◆ **MATERIAL FOR THE TASK**:
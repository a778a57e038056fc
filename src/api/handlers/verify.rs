//! Public verification handlers.
//!
//! Anyone holding a proof link can verify; no credentials required.
//! Private proofs the caller cannot see answer exactly like unknown
//! links so existence never leaks.

use axum::extract::{ConnectInfo, Path, State};
use axum::http::header::USER_AGENT;
use axum::http::HeaderMap;
use axum::Json;
use base64::engine::general_purpose::STANDARD;
use base64::Engine;
use std::net::SocketAddr;
use tracing::{debug, instrument, warn};

use crate::api::error::{mask_existence, ApiError, ErrorCode};
use crate::api::types::{VerifyRequestBody, VerifyResponse};
use crate::domain::VerifierContext;
use crate::metrics::metric_names;
use crate::server::AppState;
use crate::verify::VerifyRequest;

fn verifier_context(addr: Option<SocketAddr>, headers: &HeaderMap) -> VerifierContext {
    VerifierContext {
        requester: None,
        ip_address: addr.map(|a| a.ip().to_string()),
        user_agent: headers
            .get(USER_AGENT)
            .and_then(|v| v.to_str().ok())
            .map(String::from),
    }
}

/// POST /v1/verify - Verify content or a fingerprint against a proof.
#[instrument(skip(state, headers, body), fields(proof_link = %body.proof_link))]
pub async fn verify_proof(
    State(state): State<AppState>,
    addr: Option<ConnectInfo<SocketAddr>>,
    headers: HeaderMap,
    Json(body): Json<VerifyRequestBody>,
) -> Result<Json<VerifyResponse>, ApiError> {
    let content = match &body.content_base64 {
        Some(encoded) => Some(STANDARD.decode(encoded).map_err(|_| {
            ApiError::new(
                ErrorCode::InvalidRequestBody,
                "content_base64 is not valid base64",
            )
        })?),
        None => None,
    };

    let context = verifier_context(addr.map(|ConnectInfo(a)| a), &headers);
    let request = VerifyRequest {
        proof_link: body.proof_link.clone(),
        content,
        fingerprint: body.fingerprint,
    };

    let outcome = state
        .verifier
        .verify(request, &context)
        .await
        .map_err(|e| mask_existence(&body.proof_link, e))?;

    state
        .metrics
        .inc_counter(metric_names::VERIFICATIONS_TOTAL)
        .await;
    if !outcome.valid {
        state
            .metrics
            .inc_counter(metric_names::VERIFICATIONS_FAILED)
            .await;
    }

    Ok(Json(VerifyResponse::from_outcome(body.proof_link, outcome)))
}

/// GET /v1/verify/:proof_link - Link-only check; bumps the view counter.
#[instrument(skip(state, headers))]
pub async fn check_proof_link(
    State(state): State<AppState>,
    addr: Option<ConnectInfo<SocketAddr>>,
    headers: HeaderMap,
    Path(proof_link): Path<String>,
) -> Result<Json<VerifyResponse>, ApiError> {
    debug!("link-only verification");

    let context = verifier_context(addr.map(|ConnectInfo(a)| a), &headers);
    let request = VerifyRequest {
        proof_link: proof_link.clone(),
        content: None,
        fingerprint: None,
    };

    let outcome = state
        .verifier
        .verify(request, &context)
        .await
        .map_err(|e| mask_existence(&proof_link, e))?;

    // The verification is already audited; the view counter is best
    // effort and must not fail the check.
    if let Ok(proof) = state.registry.get(&proof_link).await {
        if let Err(e) = state.store.record_view(proof.id).await {
            warn!(proof_link = %proof_link, error = %e, "failed to record view");
        }
    }

    state
        .metrics
        .inc_counter(metric_names::VERIFICATIONS_LINK_ONLY)
        .await;

    Ok(Json(VerifyResponse::from_outcome(proof_link, outcome)))
}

◆ **WORK ITEM**:
Show each line in the data where the string "metrics" appears.

◆ **TASK SOLUTION**:
use crate::metrics::metric_names;
        .metrics
            .metrics
        .metrics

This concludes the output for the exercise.